Additionally, many private school bus companies also operate private motor coaches, according to industry experts. Demand for those services has nearly evaporated, worsening the overall financial health of bus companies.

“It’s been a nice combination,” Mr. Every said of having a business that relied on a mix of school bus and motor coach revenue. “Now I walk out and say, ‘Wow, look at all these parked buses.’”

Another casualty has been the widespread layoffs of bus drivers. Amalgamated Transit Union, one of the largest unions representing school bus drivers, estimates nearly 13,000 of a work force of 20,000 have been furloughed, or about 65 percent.

For bus drivers like Dena Drake, 45, who was laid off from her bus route outside Chicago, there is no idea when she will go back to work.

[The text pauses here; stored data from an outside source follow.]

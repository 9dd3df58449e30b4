//! fortdoc: generate documentation from annotated Fortran source files.
//!
//! Supports two modes:
//!
//! - **stdin mode**: `fortdoc < file.f90`
//! - **file mode**: `fortdoc -o docs/api src/*.f90`

use anyhow::{Context, Result};
use clap::Parser;
use fortdoc::render::{self, Renderer};
use fortdoc::{extract, DocMarkers, Extraction, SyntaxTree};
use std::fs;
use std::io::{self, Read};
use std::path::{Path, PathBuf};
use tracing_subscriber::EnvFilter;

#[derive(Parser)]
#[command(
    name = "fortdoc",
    about = "Generate documentation from annotated Fortran source files"
)]
struct Cli {
    /// Input files (glob patterns supported). If omitted, reads from stdin.
    files: Vec<String>,

    /// Output directory (required when files are given)
    #[arg(short = 'o', long)]
    output: Option<PathBuf>,

    /// Output format: markdown (default), json
    #[arg(short = 'f', long, default_value = "markdown")]
    format: String,

    /// Docstring marker recognized after declarations
    #[arg(long, default_value = fortdoc::config::DEFAULT_MARKER)]
    marker: String,

    /// Four marker variants: doc,doc-alt,pre-doc,pre-doc-alt.
    /// A single character stands for `!` followed by it, e.g. '!,*,>,|'
    #[arg(long, conflicts_with = "marker")]
    doc_marks: Option<String>,

    /// Use the line-pattern extractor instead of the syntax tree
    #[arg(long)]
    text: bool,

    /// Log debug events (RUST_LOG overrides)
    #[arg(short = 'v', long)]
    verbose: bool,
}

fn main() -> Result<()> {
    let cli = Cli::parse();
    init_tracing(cli.verbose);

    let markers = markers(&cli)?;
    let renderer = render::create_renderer(&cli.format)?;

    if cli.files.is_empty() {
        return stdin_mode(&cli, &markers, renderer.as_ref());
    }

    file_mode(&cli, &markers, renderer.as_ref())
}

fn init_tracing(verbose: bool) {
    let default = if verbose { "debug" } else { "warn" };
    let filter = EnvFilter::try_from_default_env().unwrap_or_else(|_| EnvFilter::new(default));
    tracing_subscriber::fmt()
        .with_env_filter(filter)
        .with_writer(io::stderr)
        .with_ansi(false)
        .with_target(false)
        .init();
}

fn markers(cli: &Cli) -> Result<DocMarkers> {
    let markers = match &cli.doc_marks {
        Some(list) => DocMarkers::parse_variants(list),
        None => DocMarkers::single(&cli.marker),
    };
    markers.context("invalid docstring marker configuration")
}

fn run_extraction(source: &str, markers: &DocMarkers, text_only: bool) -> Extraction {
    if text_only {
        return extract(source, None, markers);
    }
    let tree = SyntaxTree::parse(source);
    extract(source, Some(&tree), markers)
}

/// stdin mode: read from stdin, write the rendered page to stdout.
fn stdin_mode(cli: &Cli, markers: &DocMarkers, renderer: &dyn Renderer) -> Result<()> {
    let mut input = String::new();
    io::stdin()
        .read_to_string(&mut input)
        .context("failed to read stdin")?;

    let result = run_extraction(&input, markers, cli.text);
    print!("{}", renderer.render(&result.model)?);
    Ok(())
}

/// file mode: process multiple files, write one page per file to the output directory.
fn file_mode(cli: &Cli, markers: &DocMarkers, renderer: &dyn Renderer) -> Result<()> {
    let output_dir = cli
        .output
        .as_deref()
        .context("--output is required when files are given")?;

    fs::create_dir_all(output_dir)
        .with_context(|| format!("failed to create output directory: {}", output_dir.display()))?;

    let input_files = expand_globs(&cli.files)?;
    let ext = renderer.file_extension();

    for path in &input_files {
        let content = match fs::read_to_string(path) {
            Ok(content) => content,
            Err(e) => {
                tracing::warn!("skipping {}: {}", path.display(), e);
                continue;
            }
        };

        let span = tracing::info_span!("file", path = %path.display());
        let _enter = span.enter();

        let result = run_extraction(&content, markers, cli.text);
        // Skip files with nothing documented (e.g. a bare program)
        if result.model.is_empty() {
            tracing::debug!("no entities, no output");
            continue;
        }

        let source = path.to_string_lossy();
        let name = derive_output_name(&source);
        let out_path = output_dir.join(format!("{}.{}", name, ext));

        fs::write(&out_path, renderer.render(&result.model)?)
            .with_context(|| format!("failed to write {}", out_path.display()))?;
    }

    Ok(())
}

/// File extensions recognized as free-form Fortran sources.
const SUPPORTED_EXTENSIONS: &[&str] = &["f90", "f95", "f03", "f08", "F90", "F95", "F03", "F08"];

/// Expand glob patterns into a list of real file paths.
/// Also handles bare directory paths by scanning for supported file types.
fn expand_globs(patterns: &[String]) -> Result<Vec<PathBuf>> {
    let mut files = Vec::new();
    for pattern in patterns {
        let path = Path::new(pattern);
        if path.is_file() {
            files.push(path.to_path_buf());
            continue;
        }
        // If it's a directory, scan for supported extensions (non-recursive)
        if path.is_dir() {
            let entries = fs::read_dir(path)
                .with_context(|| format!("failed to read directory: {}", path.display()))?;
            for entry in entries.flatten() {
                let p = entry.path();
                if p.is_file() && has_supported_extension(&p) {
                    files.push(p);
                }
            }
            continue;
        }
        // Try as glob
        let matches: Vec<_> = glob::glob(pattern)
            .with_context(|| format!("invalid glob pattern: {}", pattern))?
            .filter_map(|r| r.ok())
            .filter(|p| p.is_file())
            .collect();
        if matches.is_empty() {
            tracing::warn!("no files matched: {}", pattern);
        }
        files.extend(matches);
    }
    // Sort for deterministic output
    files.sort();
    files.dedup();
    Ok(files)
}

fn has_supported_extension(path: &Path) -> bool {
    path.extension()
        .and_then(|e| e.to_str())
        .is_some_and(|ext| SUPPORTED_EXTENSIONS.contains(&ext))
}

/// Derive the output file name (without extension) from a source path.
/// "src/math_utils.f90" → "math_utils"
fn derive_output_name(source: &str) -> String {
    let filename = source.rsplit(['/', '\\']).next().unwrap_or(source);
    SUPPORTED_EXTENSIONS
        .iter()
        .find_map(|ext| {
            filename
                .strip_suffix(ext)
                .and_then(|stem| stem.strip_suffix('.'))
        })
        .unwrap_or(filename)
        .to_string()
}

Ms. Drake, who is the main breadwinner in her family and a third-generation bus driver, got into the job because she felt it was one “that wouldn’t go away.” But if her school bus company does not require drivers until October at the earliest, she is not sure if she will be able to stay in the industry.

“I do feel we are forgotten,” she said. “Once we don’t have school, we really don’t have money.”

Experts caution that once a bus company closes, it is not easy for administrators to replace them with another contractor. Many private bus companies have been around for generations and have built expertise in recruiting and training drivers to operate in a highly regulated industry.

New guidelines from the Centers for Disease Control and Prevention also require bus companies to modify their operations to allow for daily cleaning and social distancing to ensure the safety of their children and drivers.

“It’s not just anyone we want to entrust our kids to,” said Mike Canine, a school bus advocate who works for Lorenz Bus Service in Minneapolis. “These are highly trained professionals.”